In fact, during the past four quarters, the Austin, Texas,
personal-computer maker has paid a premium of about $750 million above
its stock price to repurchase shares from financial institutions,
according to its most recent financial statement.
The now-costly commitments to buy its shares were made by Dell as
part of a strategy to minimize the cost of granting stock options to
employees.
Under the strategy, Dell sold puts, or contracts to buy its shares at
specified prices, receiving about 75 cents for each put. Over the years,
Dell used the proceeds to offset the cost to issue shares. Until last
fall, those puts expired, worthless, as Dell's stock price was above the
price set to exercise the puts.
Now, the slumping market for PC stocks is producing big losses on the
repurchases at a time when Dell's vaunted cash generation has been
squeezed by the PC slump and its own pursuit of a price war. For the
past three quarters, the average closing price for the company's stock
has been as much as $22 a share below the put exercise price.
For the fiscal first quarter ended May 4, Dell spent $751 million on
stock repurchases, or 91% of its cash flow from operations.
Dell isn't the only company buying back such puts.
Microsoft Corp. has been making similar premium-priced purchases.
But analysts say the huge liability of retiring Dell's puts could affect
its ability to make acquisitions and comes as its cash-flow engines are
downshifting.
"If it wanted to do nondiluted acquisitions with cash, it has in some
sense precluded that," says Charles R. Wolf, a Needham & Co. computer
analyst. "It was a foolish mistake to sell puts in the first place.
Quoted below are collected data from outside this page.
//! User actions.

/// Canned button flows: a predetermined message instead of free-text input.
#[derive(Clone, Copy, Debug, PartialEq, Eq)]
pub enum QuickAction {
    SupportService,
    IssueTicket,
}

#[derive(Clone, Copy, Debug, PartialEq, Eq)]
pub enum Action {
    Quit,
    Char(char),
    Backspace,
    ClearInput,
    Submit,
    Quick(QuickAction),

    TogglePanel,
    ClosePanel,

    ScrollUp,
    ScrollDown,
    ScrollPageUp,
    ScrollPageDown,
}
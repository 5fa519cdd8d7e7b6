//! UI layer: layout, theme, markdown, renderer, widgets.

mod layout;
mod markdown;
mod renderer;
mod theme;

pub mod widgets;

pub use renderer::render;
//! Startup configuration: reply endpoint and panel variant, validated fail-fast.

use anyhow::{bail, Context, Result};
use reqwest::Url;

pub const ENDPOINT_VAR: &str = "HELPDESK_ENDPOINT";
pub const VARIANT_VAR: &str = "HELPDESK_VARIANT";

const DEFAULT_ENDPOINT: &str = "http://127.0.0.1:5000/reply";

/// Which rendition of the panel to run.
#[derive(Clone, Copy, Debug, PartialEq, Eq)]
pub enum PanelVariant {
    /// Canonical: input hidden until latched open, button row dismissed after
    /// first use.
    Gated,
    /// Reduced configuration: input always visible, button row never
    /// dismissed.
    Classic,
}

impl PanelVariant {
    fn parse(raw: &str) -> Result<Self> {
        match raw.trim().to_ascii_lowercase().as_str() {
            "gated" | "" => Ok(PanelVariant::Gated),
            "classic" => Ok(PanelVariant::Classic),
            other => bail!("unknown {VARIANT_VAR} value {other:?} (expected \"gated\" or \"classic\")"),
        }
    }
}

#[derive(Clone, Debug)]
pub struct Config {
    pub endpoint: Url,
    pub variant: PanelVariant,
}

impl Config {
    /// Read configuration from the environment. A malformed endpoint or an
    /// unknown variant is a startup error, not a silent send-time failure.
    pub fn from_env() -> Result<Self> {
        let endpoint = std::env::var(ENDPOINT_VAR).unwrap_or_else(|_| DEFAULT_ENDPOINT.into());
        let variant = std::env::var(VARIANT_VAR).unwrap_or_default();
        Self::parse(&endpoint, &variant)
    }

    fn parse(endpoint: &str, variant: &str) -> Result<Self> {
        let endpoint = Url::parse(endpoint)
            .with_context(|| format!("invalid {ENDPOINT_VAR} value {endpoint:?}"))?;
        Ok(Self {
            endpoint,
            variant: PanelVariant::parse(variant)?,
        })
    }
}

#[cfg(test)]
mod tests {
    use super::*;

    #[test]
    fn defaults_to_gated_variant() {
        let cfg = Config::parse(DEFAULT_ENDPOINT, "").unwrap();
        assert_eq!(cfg.variant, PanelVariant::Gated);
        assert_eq!(cfg.endpoint.as_str(), DEFAULT_ENDPOINT);
    }

    #[test]
    fn parses_classic_variant_case_insensitively() {
        let cfg = Config::parse(DEFAULT_ENDPOINT, "Classic").unwrap();
        assert_eq!(cfg.variant, PanelVariant::Classic);
    }

    #[test]
    fn rejects_unknown_variant() {
        assert!(Config::parse(DEFAULT_ENDPOINT, "compact").is_err());
    }

    #[test]
    fn rejects_malformed_endpoint() {
        assert!(Config::parse("not a url", "gated").is_err());
        assert!(Config::parse("", "gated").is_err());
    }
}
//! Transcript: labelled message blocks, pending spinner, error styling.

use ratatui::{
    style::{Modifier, Style},
    text::{Line, Span},
    widgets::{Block, BorderType, Borders, Paragraph, Wrap},
    Frame,
};

use crate::transcript::{ChatEntry, Direction, Transcript};
use crate::ui::markdown;
use crate::ui::theme::{colors, MESSAGE_GAP, SPINNER};

/// Render the transcript and return the scroll offset actually used, so the
/// caller can keep the stored offset in sync with bottom-follow.
pub fn render(
    f: &mut Frame,
    transcript: &Transcript,
    area: ratatui::prelude::Rect,
    follow: bool,
    scroll: usize,
    tick: usize,
) -> usize {
    let spinner_char = SPINNER[tick % SPINNER.len()];
    let mut lines: Vec<Line> = Vec::new();

    for (i, entry) in transcript.entries().iter().enumerate() {
        if i > 0 {
            for _ in 0..MESSAGE_GAP {
                lines.push(Line::from(Span::raw("")));
            }
        }
        push_entry(&mut lines, entry, spinner_char);
    }

    if lines.is_empty() {
        lines.push(Line::from(Span::styled(
            "How can we help?  1/2 quick actions · Enter to send",
            Style::default().fg(colors::MUTED),
        )));
    }

    let block = Block::default()
        .title(" Help desk ")
        .borders(Borders::ALL)
        .border_type(BorderType::Rounded)
        .border_style(Style::default().fg(colors::BORDER))
        .style(Style::default().bg(colors::BG));
    let inner = block.inner(area);
    f.render_widget(block, area);

    let height = inner.height as usize;
    let max_scroll = lines.len().saturating_sub(height);
    let effective = if follow { max_scroll } else { scroll.min(max_scroll) };
    let visible: Vec<Line> = lines.into_iter().skip(effective).take(height).collect();
    let para = Paragraph::new(visible)
        .style(Style::default().fg(colors::TEXT).bg(colors::BG))
        .wrap(Wrap { trim: false });
    f.render_widget(para, inner);
    effective
}

fn push_entry(lines: &mut Vec<Line<'static>>, entry: &ChatEntry, spinner_char: char) {
    let (label, label_style) = match entry.direction {
        Direction::Outgoing => (
            "You",
            Style::default().fg(colors::ACCENT).add_modifier(Modifier::BOLD),
        ),
        Direction::Incoming => (
            "Support",
            Style::default()
                .fg(colors::ACCENT_SOFT)
                .add_modifier(Modifier::BOLD),
        ),
    };

    if entry.pending {
        lines.push(Line::from(vec![
            Span::styled(format!("{label} "), label_style),
            Span::styled(format!("{spinner_char} "), Style::default().fg(colors::ACCENT)),
            Span::styled(
                entry.text.clone(),
                Style::default().fg(colors::TEXT_DIM).add_modifier(Modifier::ITALIC),
            ),
        ]));
        return;
    }

    let content_lines: Vec<Line<'static>> = if entry.error {
        entry
            .text
            .lines()
            .map(|s| Line::from(Span::styled(s.to_string(), Style::default().fg(colors::ERROR))))
            .collect()
    } else if entry.direction == Direction::Incoming {
        markdown::to_lines(&entry.text)
    } else {
        entry
            .text
            .lines()
            .map(|s| Line::from(Span::styled(s.to_string(), Style::default().fg(colors::TEXT))))
            .collect()
    };

    let mut it = content_lines.into_iter();
    if let Some(first) = it.next() {
        let mut spans = vec![Span::styled(format!("{label} "), label_style)];
        spans.extend(first);
        lines.push(Line::from(spans));
    }
    // Continuation lines hang under the label.
    let hang = " ".repeat(label.len() + 1);
    for line in it {
        let mut spans = vec![Span::raw(hang.clone())];
        spans.extend(line);
        lines.push(Line::from(spans));
    }
}
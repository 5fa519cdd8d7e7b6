//! Input bar: prompt and cursor, or a hint line while the input is gated.

use ratatui::{
    layout::Position,
    style::{Modifier, Style},
    text::{Line, Span},
    widgets::{Block, BorderType, Borders, Paragraph},
    Frame,
};

use crate::ui::theme::colors;

const PROMPT: &str = " ▸ ";

pub fn render(
    f: &mut Frame,
    buffer: &str,
    cursor_pos: usize,
    visible: bool,
    area: ratatui::prelude::Rect,
) {
    let block = Block::default()
        .style(Style::default().bg(colors::ELEVATED))
        .borders(Borders::TOP)
        .border_style(Style::default().fg(colors::BORDER))
        .border_type(BorderType::Plain);
    let inner = block.inner(area);
    f.render_widget(block, area);

    if !visible {
        let hint = Paragraph::new(Line::from(Span::styled(
            " Pick an option above to start chatting",
            Style::default().fg(colors::MUTED),
        )));
        f.render_widget(hint, inner);
        return;
    }

    let line = Line::from(vec![
        Span::styled(
            PROMPT,
            Style::default().fg(colors::ACCENT).add_modifier(Modifier::BOLD),
        ),
        Span::styled(buffer, Style::default().fg(colors::TEXT)),
    ]);
    f.render_widget(Paragraph::new(line), inner);

    let typed = buffer
        .get(..cursor_pos)
        .map(|s| s.chars().count())
        .unwrap_or(0) as u16;
    let x = (inner.x + PROMPT.chars().count() as u16 + typed)
        .min(inner.x + inner.width.saturating_sub(1));
    f.set_cursor_position(Position { x, y: inner.y });
}
//! Panel controller: action dispatch, send flow, and exchange settlement.

use std::collections::HashMap;

use tracing::info;

use crate::actions::{Action, QuickAction};
use crate::config::PanelVariant;
use crate::exchange::{Effect, ExchangeEvent, ExchangeId};
use crate::fetcher::ReplyOutcome;
use crate::state::AppState;
use crate::transcript::{Direction, EntryId};

/// Interim text a placeholder carries until its exchange settles.
pub const THINKING_TEXT: &str = "Thinking...";
/// Fixed text for every failed exchange, whatever the cause.
pub const FAILURE_TEXT: &str = "Oops! Something went wrong. Please try again";
/// Greeting appended after either quick-action flow.
pub const GREETING_TEXT: &str = "Hi! Welcome to the help desk. How can I help you with that?";

const SCROLL_PAGE: usize = 10;

pub struct App {
    pub state: AppState,
    pub should_quit: bool,
    /// For spinner animation (incremented each tick).
    pub tick: usize,
    /// Placeholder entry for each exchange still awaiting its reply.
    pending: HashMap<ExchangeId, EntryId>,
    next_exchange: u64,
    effects: Vec<Effect>,
}

impl App {
    pub fn new(variant: PanelVariant) -> Self {
        Self {
            state: AppState::new(variant),
            should_quit: false,
            tick: 0,
            pending: HashMap::new(),
            next_exchange: 0,
            effects: Vec::new(),
        }
    }

    /// Effects queued since the last drain, for the worker to run.
    pub fn drain_effects(&mut self) -> Vec<Effect> {
        std::mem::take(&mut self.effects)
    }

    pub fn awaiting_replies(&self) -> usize {
        self.pending.len()
    }

    pub fn input_empty(&self) -> bool {
        self.state.input_buffer.is_empty()
    }

    pub fn dispatch(&mut self, action: Action) {
        match action {
            Action::Quit => self.should_quit = true,

            Action::Char(c) => {
                let pos = self.state.input_cursor.min(self.state.input_buffer.len());
                self.state.input_buffer.insert(pos, c);
                self.state.input_cursor = pos + c.len_utf8();
            }
            Action::Backspace => {
                let cursor = self.state.input_cursor.min(self.state.input_buffer.len());
                if let Some(c) = self.state.input_buffer[..cursor].chars().next_back() {
                    let pos = cursor - c.len_utf8();
                    self.state.input_buffer.remove(pos);
                    self.state.input_cursor = pos;
                }
            }
            Action::ClearInput => {
                self.state.input_buffer.clear();
                self.state.input_cursor = 0;
            }

            Action::Submit => self.submit_input(),
            Action::Quick(action) => self.run_quick_action(action),

            Action::TogglePanel => {
                self.state.panel_open = !self.state.panel_open;
                if self.state.panel_open {
                    self.state.reveal_input();
                }
            }
            Action::ClosePanel => self.state.panel_open = false,

            Action::ScrollUp => self.scroll_by(-1),
            Action::ScrollDown => self.scroll_by(1),
            Action::ScrollPageUp => self.scroll_by(-(SCROLL_PAGE as isize)),
            Action::ScrollPageDown => self.scroll_by(SCROLL_PAGE as isize),
        }
    }

    /// Apply a worker event. Per exchange, `ThinkingDue` precedes `Settled`;
    /// events from different exchanges interleave freely.
    pub fn apply(&mut self, event: ExchangeEvent) {
        match event {
            ExchangeEvent::ThinkingDue { exchange } => {
                let id = self.state.transcript.append_pending(THINKING_TEXT.into());
                self.pending.insert(exchange, id);
                self.follow_bottom();
            }
            ExchangeEvent::Settled { exchange, outcome } => {
                if let Some(id) = self.pending.remove(&exchange) {
                    match outcome {
                        ReplyOutcome::Reply(text) => self.state.transcript.settle(id, text, false),
                        ReplyOutcome::Failed => {
                            self.state.transcript.settle(id, FAILURE_TEXT.into(), true)
                        }
                    }
                }
                self.follow_bottom();
            }
            ExchangeEvent::GreetingDue => {
                self.state
                    .transcript
                    .append(GREETING_TEXT.into(), Direction::Incoming);
                self.state.reveal_input();
                self.follow_bottom();
            }
        }
    }

    /// The send affordance. Reveals the input even on an empty buffer; an
    /// empty or whitespace-only message is otherwise ignored outright.
    fn submit_input(&mut self) {
        self.state.reveal_input();
        let message = self.state.input_buffer.trim().to_string();
        if message.is_empty() {
            return;
        }
        self.state.input_buffer.clear();
        self.state.input_cursor = 0;
        self.send_message(message);
    }

    fn run_quick_action(&mut self, action: QuickAction) {
        if !self.state.quick_actions_visible {
            return;
        }
        match action {
            QuickAction::SupportService => {
                info!("quick action: support service");
                self.state
                    .transcript
                    .append("Support Service".into(), Direction::Outgoing);
                self.follow_bottom();
            }
            QuickAction::IssueTicket => {
                info!("quick action: issue a ticket");
                self.send_message("Issue a Ticket".into());
            }
        }
        if self.state.dismiss_buttons_on_use {
            self.state.quick_actions_visible = false;
        }
        self.effects.push(Effect::ScheduleGreeting);
    }

    /// Append the outgoing entry and hand the exchange to the worker. The
    /// worker cues the placeholder after the pacing delay, then fetches.
    fn send_message(&mut self, message: String) {
        let exchange = ExchangeId(self.next_exchange);
        self.next_exchange += 1;
        self.state
            .transcript
            .append(message.clone(), Direction::Outgoing);
        self.follow_bottom();
        self.effects.push(Effect::BeginExchange { exchange, message });
    }

    fn follow_bottom(&mut self) {
        self.state.follow = true;
    }

    fn scroll_by(&mut self, delta: isize) {
        if delta < 0 {
            self.state.follow = false;
            self.state.scroll = self.state.scroll.saturating_sub(delta.unsigned_abs());
        } else {
            self.state.scroll = self.state.scroll.saturating_add(delta as usize);
        }
    }
}
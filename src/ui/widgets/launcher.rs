//! Collapsed-state launcher: the floating toggle box in the corner.

use ratatui::{
    style::{Modifier, Style},
    text::{Line, Span},
    widgets::Paragraph,
    Frame,
};

use crate::ui::theme::colors;

const LABEL: &str = "💬 Chat";
const HINT: &str = "⏎ open";
/// Reserve +1 for 💬 (wide in most terminals) so the border doesn't clip.
const EMOJI_WIDTH_SLOP: usize = 1;

pub const WIDTH: u16 = 22;
pub const HEIGHT: u16 = 3;

pub fn render(f: &mut Frame, area: ratatui::prelude::Rect) {
    let inner = (area.width as usize).saturating_sub(2);
    let dash_count = inner;
    let content_len =
        LABEL.chars().count() + EMOJI_WIDTH_SLOP + HINT.chars().count() + 2;
    let pad = inner.saturating_sub(content_len);

    let border = Style::default().fg(colors::BORDER);
    let lines = vec![
        Line::from(Span::styled(format!("╭{}╮", "─".repeat(dash_count)), border)),
        Line::from(vec![
            Span::styled("│ ", border),
            Span::styled(
                LABEL,
                Style::default().fg(colors::ACCENT).add_modifier(Modifier::BOLD),
            ),
            Span::raw(" ".repeat(pad)),
            Span::styled(HINT, Style::default().fg(colors::MUTED)),
            Span::styled(" │", border),
        ]),
        Line::from(Span::styled(format!("╰{}╯", "─".repeat(dash_count)), border)),
    ];
    f.render_widget(Paragraph::new(lines), area);
}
There is an element of hubris on the company's part to think it could
grow the stock price forever."
Dell executives have said recently they would consider "strategic"
acquisitions, which Wall Street believes would help it diversify into
higher-margin businesses, such as services.
A Dell spokesman said the puts have been part of a stock-buyback plan
under which Dell has so far repurchased 887 million shares at an average
price of less than $9 apiece.
"These puts have helped minimize the expense of the program overall,"
the spokesman said. He declined to make a finance official available for
an interview but said Dell would be willing to dip into its cash
reserves of $5.27 billion (as of May 4) to repurchase the shares.
Meanwhile, the cash drain could continue for some time. According to
its latest Securities and Exchange Commission filing, Dell has written
put contracts on 96 million shares at an average exercise price of $44 a
share, representing a liability -- in a depressed market -- of $4.22
billion.
The contracts expire at various times up to May 2, 2003 and allow the
company to exercise the options with cash or stock. But Dell doesn't
plan to issue shares, which would dilute its earnings per share.
In 4 p.m. Nasdaq Stock Market trading Monday, Dell fell 40 cents to
$23.92, well off its 52-week high of $54.67, set July 18, 2000.
Thomas I. Selling, an accounting professor at the American Graduate
School of International Management, Glendale, Ariz., called the link to
stock compensation irrelevant. "It really is speculation, no matter what
they say," he says. "It's arbitrary to match this put program with the
stock-compensation program."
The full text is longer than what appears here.